Игорь Лосев встречи со следователем – а именно так ему сообщили с рецепции: с тобой хочет говорить следователь из милиции – не ждал. Он вообще старался по жизни идти легко, без напрягов и заморочек. В двадцать семь лет жизнь все еще видится длинной такой дорогой, по которой хочется шагать уверенно и быстро. А лучше даже мчаться на мотоцикле – новенькой «Ямахе», крутой донельзя, красной, как кровь. Прибавил газа и очутился где-нибудь за тридевять земель – например, в каком-нибудь городе Дублине или в австрийских Альпах, где горные дороги – сплошной серпантин. Или на трассе Париж – Дакар посреди оранжевых песков.
Красной «Ямахи» у Игоря Лосева – старшего охранника службы секьюрити «Паруса» – в наличии пока еще не было. Проект был только в мечтах. Но кое-какие события позволяли уже надеяться на то, что он в самом скором времени воплотится в реальность.
Ведь подарил же он вчера Веронике золотой кулон! А вышло-то все само собой, легко, как в фильме: был выходной у обоих. Решили махнуть в торговый центр на окружной дороге, прикупить того-сего.

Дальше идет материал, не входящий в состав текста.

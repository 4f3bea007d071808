use course_planner::{
    Course, PersistenceError, load_courses_from_csv, load_courses_from_json, save_courses_to_csv,
    save_courses_to_json,
};
use std::io::Write;
use tempfile::NamedTempFile;

fn sample_courses() -> Vec<Course> {
    vec![
        Course::new("Calculus I", 5).with_id(1).with_periods([1, 2]),
        Course::new("Calculus II", 5)
            .with_id(2)
            .with_periods([3])
            .with_requirements([1]),
        Course::new("Seminar, \"Research\"", 0).with_id(3),
    ]
}

#[test]
fn json_export_round_trip() {
    let file = NamedTempFile::new().unwrap();
    let courses = sample_courses();
    save_courses_to_json(&courses, file.path()).unwrap();
    let loaded = load_courses_from_json(file.path()).unwrap();
    assert_eq!(loaded, courses);
}

#[test]
fn csv_export_uses_semicolon_joined_sets() {
    let file = NamedTempFile::new().unwrap();
    let courses = sample_courses();
    save_courses_to_csv(&courses, file.path()).unwrap();

    let text = std::fs::read_to_string(file.path()).unwrap();
    let mut lines = text.lines();
    assert_eq!(lines.next(), Some("id,name,credits,periods,requirements"));
    assert_eq!(lines.next(), Some("1,Calculus I,5,1;2,"));

    let loaded = load_courses_from_csv(file.path()).unwrap();
    assert_eq!(loaded, courses);
}

#[test]
fn csv_rejects_malformed_period_cell() {
    let mut file = NamedTempFile::new().unwrap();
    writeln!(file, "id,name,credits,periods,requirements").unwrap();
    writeln!(file, "1,Broken,5,one;2,").unwrap();
    file.flush().unwrap();

    let err = load_courses_from_csv(file.path()).unwrap_err();
    assert!(matches!(err, PersistenceError::InvalidData(_)));
}

#[test]
fn json_rejects_duplicate_ids() {
    let mut file = NamedTempFile::new().unwrap();
    write!(
        file,
        r#"{{"courses": [
            {{"id": 1, "name": "A", "credits": 1}},
            {{"id": 1, "name": "B", "credits": 1}}
        ]}}"#
    )
    .unwrap();
    file.flush().unwrap();

    let err = load_courses_from_json(file.path()).unwrap_err();
    match err {
        PersistenceError::InvalidData(msg) => assert!(msg.contains("duplicate course id 1")),
        other => panic!("unexpected error: {other}"),
    }
}

#[cfg(feature = "sqlite")]
#[test]
fn planner_import_replaces_courses_with_same_id() {
    use course_planner::{Planner, SqliteCourseStore};

    let file = NamedTempFile::new().unwrap();
    save_courses_to_json(&sample_courses(), file.path()).unwrap();

    let mut planner = Planner::new(SqliteCourseStore::open_in_memory().unwrap());
    planner
        .save_course(Course::new("Old name", 3).with_id(1).with_periods([4]))
        .unwrap();

    let imported = planner.import_json(file.path()).unwrap();
    assert_eq!(imported, 3);
    assert_eq!(planner.get_all_courses().unwrap(), sample_courses());

    let csv_file = NamedTempFile::new().unwrap();
    assert_eq!(planner.export_csv(csv_file.path()).unwrap(), 3);
    assert_eq!(load_courses_from_csv(csv_file.path()).unwrap(), sample_courses());
}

А тут ювелирный отдел двери свои распахнул, заманивает на турецкое золото. Бери, не проходи мимо.
Себе Игорь Лосев присмотрел печатку – мощную такую, внушительную. Но не купил – придет время, купим. А ей, Веронике, с которой жил вот уже полгода, деля съемную квартиру, стол, заработок и постель, приобрел золотой кулончик на цепочке. Симпатичный такой в виде двух слепленных золотых рыбок – Вероника по Зодиаку была Рыбы. А он, Игорь Лосев, – Козерог. Себе он никогда, ни под каким видом Зодиак-талисман не покупал. Вот уж радость носить на цепочке или брелоке козла! А золотые рыбки понравились – аккуратненьки такие, махонькие. И друг к другу брюшками по воле турецкого ювелира приклеены – словно трахаются друг с другом до потери пульса.

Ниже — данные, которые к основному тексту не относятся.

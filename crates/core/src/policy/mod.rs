//! Policy enforcement: named gates, the tier-aware engine that aggregates
//! them into a decision, and hooks that intercept individual agent calls.

pub mod engine;
pub mod gates;
pub mod hooks;
pub mod tiers;

pub use engine::{remediation, PolicyDecision, PolicyEngine};
pub use gates::{gate_names, get_gate, GateError, GateResult, PolicyGate};
pub use hooks::{
    AuditLoggingHook, CostTrackingHook, DataSanitizationHook, HookResult, PolicyHook,
    RateLimitHook,
};
pub use tiers::{custom_gates, minimal_gates, quality_gates, security_gates, tier_gates};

Когда Вероника надела кулон – а сделала она это тотчас же, прямо у витрины ювелирного, – у нее глаза так и засияли. Прямо заискрились. Такой вид был блаженный, благодарный, что он, Игорь, невольно подумал: ну, брат, держись – ночью эта женщина даст тебе жару. Из одной лишь признательности наизнанку вывернется.
Так и случилось, все так и случилось…
Когда позвонили в комнату секьюрити с рецепции, Игорь Лосев как раз был целиком погружен в ночные, полночные, предрассветные воспоминания. Ух, Вероника! Горячо! Как же горячо – обжигаешься, а продолжаешь, продолжаешь, хочешь… Сколько, оказывается, в них, бабах, скрытых возможностей, неизведанных соблазнов даже после стольких месяцев совместного бытия. Хоть женись теперь совсем, безоглядно, на всю оставшуюся жизнь. А и то правда – где лучше-то сейчас найдешь? По крайней мере, она собой недурна. И верная – полгода, и ни одного закидона, ни одного взгляда, вздоха на сторону. А ведь тут «Парус». Тут тебе все, что угодно, – и мужики, и бабы-лесбиянки, и ночные дежурства, и пустые номера, и охотничьи домики в парке. Так нет же закидонов, верность одна сплошная. Только уж больно нудны порой вопросы: «Гоша, когда поженимся? Ну, когда поженимся, родной?»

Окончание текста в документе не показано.